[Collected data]
//! Exchanges and routing.
//!
//! An exchange holds its bindings and answers one question: which queues
//! does a routing key reach. Duplicate bindings are a no-op.

use crate::pubsub::queue::ExchangeKind;

#[derive(Debug, Clone, PartialEq, Eq, Hash)]
pub struct Binding {
    pub queue: String,
    pub routing_key: String,
}

#[derive(Debug)]
pub struct Exchange {
    pub name: String,
    pub kind: ExchangeKind,
    pub durable: bool,
    pub bindings: Vec<Binding>,
}

impl Exchange {
    pub fn new(name: &str, kind: ExchangeKind, durable: bool) -> Self {
        Self {
            name: name.to_string(),
            kind,
            durable,
            bindings: Vec::new(),
        }
    }

    /// Add a binding. Binding the same queue and key twice has no effect.
    pub fn bind(&mut self, queue: &str, routing_key: &str) {
        let binding = Binding {
            queue: queue.to_string(),
            routing_key: routing_key.to_string(),
        };
        if !self.bindings.contains(&binding) {
            self.bindings.push(binding);
        }
    }

    /// Drop every binding that targets `queue`.
    pub fn unbind_queue(&mut self, queue: &str) {
        self.bindings.retain(|b| b.queue != queue);
    }

    /// Queues reached by `routing_key`, each listed once, in binding order.
    pub fn route(&self, routing_key: &str) -> Vec<String> {
        let mut targets: Vec<String> = Vec::new();
        for binding in &self.bindings {
            let matched = match self.kind {
                ExchangeKind::Fanout => true,
                ExchangeKind::Direct => binding.routing_key == routing_key,
                ExchangeKind::Topic => topic_matches(&binding.routing_key, routing_key),
            };
            if matched && !targets.contains(&binding.queue) {
                targets.push(binding.queue.clone());
            }
        }
        targets
    }
}

/// Matches a dot-delimited routing key against a topic pattern where `*`
/// stands for exactly one word and `#` for zero or more words.
pub fn topic_matches(pattern: &str, routing_key: &str) -> bool {
    let pattern: Vec<&str> = pattern.split('.').collect();
    let key: Vec<&str> = routing_key.split('.').collect();
    match_words(&pattern, &key)
}

fn match_words(pattern: &[&str], key: &[&str]) -> bool {
    match pattern.split_first() {
        None => key.is_empty(),
        Some((&"#", rest)) => (0..=key.len()).any(|skip| match_words(rest, &key[skip..])),
        Some((&word, rest)) => match key.split_first() {
            Some((&first, key_rest)) => (word == "*" || word == first) && match_words(rest, key_rest),
            None => false,
        },
    }
}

__Task details__.
In the data above, find each line where the string "contains" appears, then copy it.

__Reply__.
        if !self.bindings.contains(&binding) {
            if matched && !targets.contains(&binding.queue) {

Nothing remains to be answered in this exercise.